Understanding the CBSE circular for board exams

October 15, 2021 3:58 PM

For the submission of student names for the 2022 X and XII examinations, CBSE printed a 23 page circular.

CBSE, CBSE circular, board exams, 2021 cbse board examsThere is a space to argue that CBSE, as an institution, needs time to figure out the kinks of their system.

By Mridula Srivastava

The Indian education system functions under the shadow of CBSE, dictated by regulations formatted by it. The Central Board of Secondary Education is an institutional public body which certificates the merit of educational exams, organizations, students and teachers. The goals of the Board is explained in vague referents on their official website. Objectives of the Academic Unit include, terms like ‘stress-free’, ‘holistic’, ‘child centred’ education. They imagine cultivating a future of ‘academic excellence’ and ‘innovation’ in ‘conformity with psychological, pedagogical and social principles’.

A grandiose and positively Gandhian ethic overlays the institution’s mission statement, having been set up in 1962, when the country was still idealistically young.

But the scope of CBSE has increased. From 302 affiliated schools in the beginning, the count is currently over 18000. Ensuring, or even imagining, a holistic vision for that massive a cross section of society, is a difficult task. It would typically require rigorous work. A significantly large number of capable human workers would need to be employed to analyze the contexts of academic existence in different areas and cultures, and carefully formulate context sensitive plans.

But the CBSE communicates through nationwide circulars. They are standardized notices shared with affiliate schools. To be fair to CBSE, they are well written and clear in their direction. But they simply define the procedures of conduct, and not the ethos. A circular speaking about the observance of a mental health week, dated 1st October 2021, outlines only the possible ‘activities’ that may be done in the ‘context’, and a submission of proof before a fortnight.

While a commendable initiative in theory, schools in general, and teachers and students in particular, simply become burdened by such passive aggressive demands from the Board. In its pursuit of holistic development, there is an absence of humanistic recognition.

CBSE has followed this system of communication without effective fieldwork for a long time. Under the UPA government, the CCE pattern of evaluation was initially launched, which caused massive misunderstanding amongst educationists. While the rigid pattern envisioned has been softened, the term Continuous Comprehensive Education is still part of the Board’s vision.

So, there is a space to argue that CBSE, as an institution, needs time to figure out the kinks of their system. The Covid 19 situation is an unusual one, and the Board is perhaps not equipped with the necessary systems. Hence the recent confusion over the 2022 Board exams.

But the Board hasn’t really changed its approach to communication. While the Academic Unit may be working hard to make the education system ‘stress free’, there is indeed very little reflection of that on the actual people involved in the sector.

For the submission of student names for the 2022 X and XII examinations, CBSE printed a 23 page circular. It managed to be somehow both densely packed with information, and obscure in its communication of it. The details of bureaucratic importance were minutely presented, while the ethos of the altered assessment system were left unexplained. This led to some schools announcing a series of offline exams, while others shifted completely to Multiple Choice Questions future tests.

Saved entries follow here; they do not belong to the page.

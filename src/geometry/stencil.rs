//! Loop subdivision as a precomputed sparse linear operator.
//!
//! A [`LoopSubdivisionStencil`] is built once from a triangle topology. Every output vertex is a
//! weighted sum of the *input* vertices, so animating a mesh with fixed topology only costs one
//! sparse matrix product per frame.

use std::collections::HashMap;
use std::f64::consts::PI;

use glam::Vec3;
use rayon::prelude::*;

use crate::foundation::error::{SceneError, SceneResult};
use crate::geometry::vertex_buffer::{VertexAttribute, VertexBuffer};

/// Compressed sparse rows of `f64` weights.
#[derive(Clone, Debug, PartialEq)]
struct SparseRows {
    offsets: Vec<usize>,
    columns: Vec<u32>,
    weights: Vec<f64>,
    cols: usize,
}

impl SparseRows {
    fn new(cols: usize) -> Self {
        Self {
            offsets: vec![0],
            columns: Vec::new(),
            weights: Vec::new(),
            cols,
        }
    }

    fn identity(n: usize) -> Self {
        let mut out = Self::new(n);
        for v in 0..n {
            out.push_row(&[(v as u32, 1.0)]);
        }
        out
    }

    fn push_row(&mut self, entries: &[(u32, f64)]) {
        for &(col, w) in entries {
            self.columns.push(col);
            self.weights.push(w);
        }
        self.offsets.push(self.columns.len());
    }

    fn rows(&self) -> usize {
        self.offsets.len() - 1
    }

    fn row(&self, r: usize) -> impl Iterator<Item = (u32, f64)> + '_ {
        let span = self.offsets[r]..self.offsets[r + 1];
        self.columns[span.clone()]
            .iter()
            .copied()
            .zip(self.weights[span].iter().copied())
    }

    /// `self · inner`: rows of `self` index rows of `inner`.
    fn compose(&self, inner: &SparseRows) -> SparseRows {
        let mut out = SparseRows::new(inner.cols);
        let mut acc = vec![0.0f64; inner.cols];
        let mut seen = vec![false; inner.cols];
        let mut touched: Vec<u32> = Vec::new();
        for r in 0..self.rows() {
            for (k, w) in self.row(r) {
                for (j, v) in inner.row(k as usize) {
                    let slot = j as usize;
                    if !seen[slot] {
                        seen[slot] = true;
                        touched.push(j);
                    }
                    acc[slot] += w * v;
                }
            }
            touched.sort_unstable();
            for &j in &touched {
                let slot = j as usize;
                out.columns.push(j);
                out.weights.push(acc[slot]);
                acc[slot] = 0.0;
                seen[slot] = false;
            }
            out.offsets.push(out.columns.len());
            touched.clear();
        }
        out
    }
}

#[derive(Clone, Copy, Debug)]
struct Edge {
    lo: u32,
    hi: u32,
    opposite: [u32; 2],
    faces: u8,
}

/// Edge and one-ring adjacency of a triangle mesh.
struct Topology {
    edges: Vec<Edge>,
    edge_index: HashMap<(u32, u32), usize>,
    neighbors: Vec<Vec<u32>>,
    boundary: Vec<Vec<u32>>,
}

impl Topology {
    fn analyze(triangles: &[[u32; 3]], vertex_count: usize) -> SceneResult<Self> {
        let mut edges: Vec<Edge> = Vec::with_capacity(triangles.len() * 3 / 2 + 1);
        let mut edge_index: HashMap<(u32, u32), usize> = HashMap::with_capacity(edges.capacity());

        for (t, tri) in triangles.iter().enumerate() {
            if let Some(&v) = tri.iter().find(|&&v| v as usize >= vertex_count) {
                return Err(SceneError::invalid_topology(format!(
                    "triangle {t} references vertex {v} but the mesh has {vertex_count} vertices"
                )));
            }
            if tri[0] == tri[1] || tri[1] == tri[2] || tri[2] == tri[0] {
                return Err(SceneError::invalid_topology(format!(
                    "triangle {t} {tri:?} repeats a vertex"
                )));
            }
            for (a, b, c) in [
                (tri[0], tri[1], tri[2]),
                (tri[1], tri[2], tri[0]),
                (tri[2], tri[0], tri[1]),
            ] {
                let key = (a.min(b), a.max(b));
                match edge_index.get(&key) {
                    Some(&e) => {
                        let edge = &mut edges[e];
                        if edge.faces >= 2 {
                            return Err(SceneError::invalid_topology(format!(
                                "edge ({}, {}) is shared by more than two triangles (triangle {t})",
                                key.0, key.1
                            )));
                        }
                        edge.opposite[1] = c;
                        edge.faces = 2;
                    }
                    None => {
                        edge_index.insert(key, edges.len());
                        edges.push(Edge {
                            lo: key.0,
                            hi: key.1,
                            opposite: [c, c],
                            faces: 1,
                        });
                    }
                }
            }
        }

        let mut neighbors = vec![Vec::new(); vertex_count];
        let mut boundary = vec![Vec::new(); vertex_count];
        for edge in &edges {
            neighbors[edge.lo as usize].push(edge.hi);
            neighbors[edge.hi as usize].push(edge.lo);
            if edge.faces == 1 {
                boundary[edge.lo as usize].push(edge.hi);
                boundary[edge.hi as usize].push(edge.lo);
            }
        }
        if let Some(v) = neighbors.iter().position(Vec::is_empty) {
            return Err(SceneError::invalid_topology(format!(
                "vertex {v} has no incident triangles"
            )));
        }

        Ok(Self {
            edges,
            edge_index,
            neighbors,
            boundary,
        })
    }

    fn edge_of(&self, a: u32, b: u32) -> usize {
        // Every triangle edge was registered by `analyze`.
        self.edge_index
            .get(&(a.min(b), a.max(b)))
            .copied()
            .unwrap_or_default()
    }
}

/// Loop's vertex blend weight for valence `n`.
fn loop_alpha(n: usize) -> f64 {
    let c = 3.0 / 8.0 + 0.25 * (2.0 * PI / n as f64).cos();
    5.0 / 8.0 - c * c
}

/// One-step smoothing weights for an original vertex.
fn smoothing_row(v: u32, topo: &Topology) -> Vec<(u32, f64)> {
    let ring = &topo.neighbors[v as usize];
    match topo.boundary[v as usize].as_slice() {
        [] => {
            let n = ring.len();
            let alpha = loop_alpha(n);
            let mut row = Vec::with_capacity(n + 1);
            row.push((v, 1.0 - alpha));
            row.extend(ring.iter().map(|&u| (u, alpha / n as f64)));
            row
        }
        [b0, b1] => vec![(v, 0.75), (*b0, 0.125), (*b1, 0.125)],
        // Non-manifold boundary vertex: pinned.
        _ => vec![(v, 1.0)],
    }
}

/// Limit-surface weights for a vertex.
fn limit_row(v: u32, topo: &Topology) -> Vec<(u32, f64)> {
    let ring = &topo.neighbors[v as usize];
    match topo.boundary[v as usize].as_slice() {
        [] => {
            let n = ring.len() as f64;
            let val = 3.0 + 2.0 * (2.0 * PI / n).cos();
            let omega = 24.0 * n / (40.0 - val * val);
            let mut row = Vec::with_capacity(ring.len() + 1);
            row.push((v, omega / (omega + n)));
            row.extend(ring.iter().map(|&u| (u, 1.0 / (omega + n))));
            row
        }
        [b0, b1] => vec![(v, 2.0 / 3.0), (*b0, 1.0 / 6.0), (*b1, 1.0 / 6.0)],
        _ => vec![(v, 1.0)],
    }
}

/// One Loop step: weights from the current vertices and the refined triangles.
fn loop_step(
    triangles: &[[u32; 3]],
    topo: &Topology,
    vertex_count: usize,
) -> (SparseRows, Vec<[u32; 3]>) {
    let mut rows = SparseRows::new(vertex_count);
    for v in 0..vertex_count {
        rows.push_row(&smoothing_row(v as u32, topo));
    }
    for edge in &topo.edges {
        if edge.faces == 2 {
            rows.push_row(&[
                (edge.lo, 3.0 / 8.0),
                (edge.hi, 3.0 / 8.0),
                (edge.opposite[0], 1.0 / 8.0),
                (edge.opposite[1], 1.0 / 8.0),
            ]);
        } else {
            rows.push_row(&[(edge.lo, 0.5), (edge.hi, 0.5)]);
        }
    }

    let base = vertex_count as u32;
    let mut refined = Vec::with_capacity(triangles.len() * 4);
    for &[a, b, c] in triangles {
        let ab = base + topo.edge_of(a, b) as u32;
        let bc = base + topo.edge_of(b, c) as u32;
        let ca = base + topo.edge_of(c, a) as u32;
        refined.push([a, ab, ca]);
        refined.push([ab, b, bc]);
        refined.push([ca, bc, c]);
        refined.push([ab, bc, ca]);
    }
    (rows, refined)
}

/// Precomputed Loop subdivision operator for one triangle topology.
#[derive(Clone, Debug)]
pub struct LoopSubdivisionStencil {
    weights: SparseRows,
    triangles: Vec<[u32; 3]>,
    input_vertex_count: usize,
    steps: u32,
    project_to_limit: bool,
}

impl LoopSubdivisionStencil {
    /// Precompute `steps` rounds of Loop subdivision, optionally projecting every output vertex
    /// onto the limit surface.
    ///
    /// The input vertex count is `max(index) + 1`; every vertex below it must belong to a
    /// triangle.
    #[tracing::instrument(skip(triangles), fields(triangles = triangles.len()))]
    pub fn build(triangles: &[[u32; 3]], steps: u32, project_to_limit: bool) -> SceneResult<Self> {
        if steps == 0 && !project_to_limit {
            return Err(SceneError::validation(
                "subdivision needs steps >= 1 or project_to_limit",
            ));
        }
        let Some(max_index) = triangles.iter().flatten().copied().max() else {
            return Err(SceneError::invalid_topology("mesh has no triangles"));
        };
        let input_vertex_count = max_index as usize + 1;

        let mut current = triangles.to_vec();
        let mut vertex_count = input_vertex_count;
        let mut weights = SparseRows::identity(input_vertex_count);
        for step in 0..steps {
            let topo = Topology::analyze(&current, vertex_count)?;
            let (rows, refined) = loop_step(&current, &topo, vertex_count);
            weights = if step == 0 {
                rows
            } else {
                rows.compose(&weights)
            };
            vertex_count = weights.rows();
            current = refined;
        }

        if project_to_limit {
            let topo = Topology::analyze(&current, vertex_count)?;
            let mut limit = SparseRows::new(vertex_count);
            for v in 0..vertex_count {
                limit.push_row(&limit_row(v as u32, &topo));
            }
            weights = limit.compose(&weights);
        }

        tracing::debug!(
            input_vertices = input_vertex_count,
            output_vertices = weights.rows(),
            output_triangles = current.len(),
            "built loop subdivision stencil"
        );
        Ok(Self {
            weights,
            triangles: current,
            input_vertex_count,
            steps,
            project_to_limit,
        })
    }

    /// Vertex count the stencil expects in [`Self::apply`].
    pub fn input_vertex_count(&self) -> usize {
        self.input_vertex_count
    }

    /// Output vertex count.
    pub fn vertex_count(&self) -> usize {
        self.weights.rows()
    }

    /// Output triangle count.
    pub fn triangle_count(&self) -> usize {
        self.triangles.len()
    }

    /// Output topology.
    pub fn triangles(&self) -> &[[u32; 3]] {
        &self.triangles
    }

    /// Number of subdivision rounds.
    pub fn steps(&self) -> u32 {
        self.steps
    }

    /// Whether output vertices sit on the limit surface.
    pub fn projects_to_limit(&self) -> bool {
        self.project_to_limit
    }

    /// `(input vertex, weight)` pairs for one output vertex, ordered by input index when more
    /// than one round was composed.
    pub fn weights(&self, output_vertex: usize) -> Option<Vec<(usize, f64)>> {
        if output_vertex >= self.weights.rows() {
            return None;
        }
        Some(
            self.weights
                .row(output_vertex)
                .map(|(j, w)| (j as usize, w))
                .collect(),
        )
    }

    /// Subdivide `positions` (one per input vertex). Returns the new positions and the
    /// precomputed triangles.
    pub fn apply(&self, positions: &[Vec3]) -> SceneResult<(Vec<Vec3>, &[[u32; 3]])> {
        let flat: Vec<f32> = positions.iter().flat_map(|p| p.to_array()).collect();
        let out = self.apply_flat(&flat, 3, positions.len())?;
        let points = out
            .chunks_exact(3)
            .map(|p| Vec3::new(p[0], p[1], p[2]))
            .collect();
        Ok((points, &self.triangles))
    }

    /// Subdivide every column of a vertex buffer. Normals are renormalized afterwards.
    pub fn apply_to_buffer(&self, buffer: &VertexBuffer) -> SceneResult<VertexBuffer> {
        let cols = buffer.cols();
        let data = self.apply_flat(buffer.as_slice(), cols, buffer.rows())?;
        let mut out = buffer.with_data(data)?;
        if out.has(VertexAttribute::Normal) {
            let mut normals = out.slice_mut(VertexAttribute::Normal)?;
            for n in normals.iter_mut() {
                let v = Vec3::new(n[0], n[1], n[2]).normalize_or_zero();
                n.copy_from_slice(&v.to_array());
            }
        }
        Ok(out)
    }

    fn apply_flat(&self, values: &[f32], cols: usize, rows: usize) -> SceneResult<Vec<f32>> {
        if rows != self.input_vertex_count {
            return Err(SceneError::shape_mismatch(
                "loop subdivision stencil",
                self.input_vertex_count,
                rows,
            ));
        }
        let mut out = vec![0.0f32; self.weights.rows() * cols];
        if cols == 0 {
            return Ok(out);
        }
        out.par_chunks_mut(cols)
            .enumerate()
            .for_each(|(row, dst)| {
                for (c, slot) in dst.iter_mut().enumerate() {
                    let sum: f64 = self
                        .weights
                        .row(row)
                        .map(|(j, w)| w * f64::from(values[j as usize * cols + c]))
                        .sum();
                    *slot = sum as f32;
                }
            });
        Ok(out)
    }
}

#[cfg(test)]
#[path = "../../tests/unit/geometry/stencil.rs"]
mod tests;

The crux of the circular deals with the splitting of the Secondary and +2 examinations being divided into two separate Terms, and the combined result being documented. In isolation, the statement reads as a change in procedure that may go either way. But there is no consideration for the human cost of implementing it, especially in a situation as volatile as this.

To its credit, the circular details different procedures in the working structure of the system pretty well. There is a clear communication of the number of people needed, the deadlines of submission of names, results etc. However the dictates fall heavy on the underprepared educational workers and consumers, whom CBSE, as a public institution, is responsible for.

It is a repeat of the of institutional short sightedness that had caused the CCE fiasco half a decade ago. The Board has to change the way of its functioning, with a focus on contextual research by trained field workers, and a rechanneling of available funds in that direction. While the economy really hasn’t been good for any Corporation that needs to spend money for the common good, the circulation of currency is at an all time high, through different tokens of exchange. With the backing of the Government the Board has the power to work it into its advantage, and incorporate the digitalization of education to its advantage, by including experienced teachers from affiliated schools as consultants.

Because otherwise the entire education sector of our country will simply remain in a rut of blindly returning to the cycle of circulars.

(The author is Founder and Managing Partner at Endurance Classes. Views expressed are personal and do not reflect the official position or policy of the Financial Express Online.)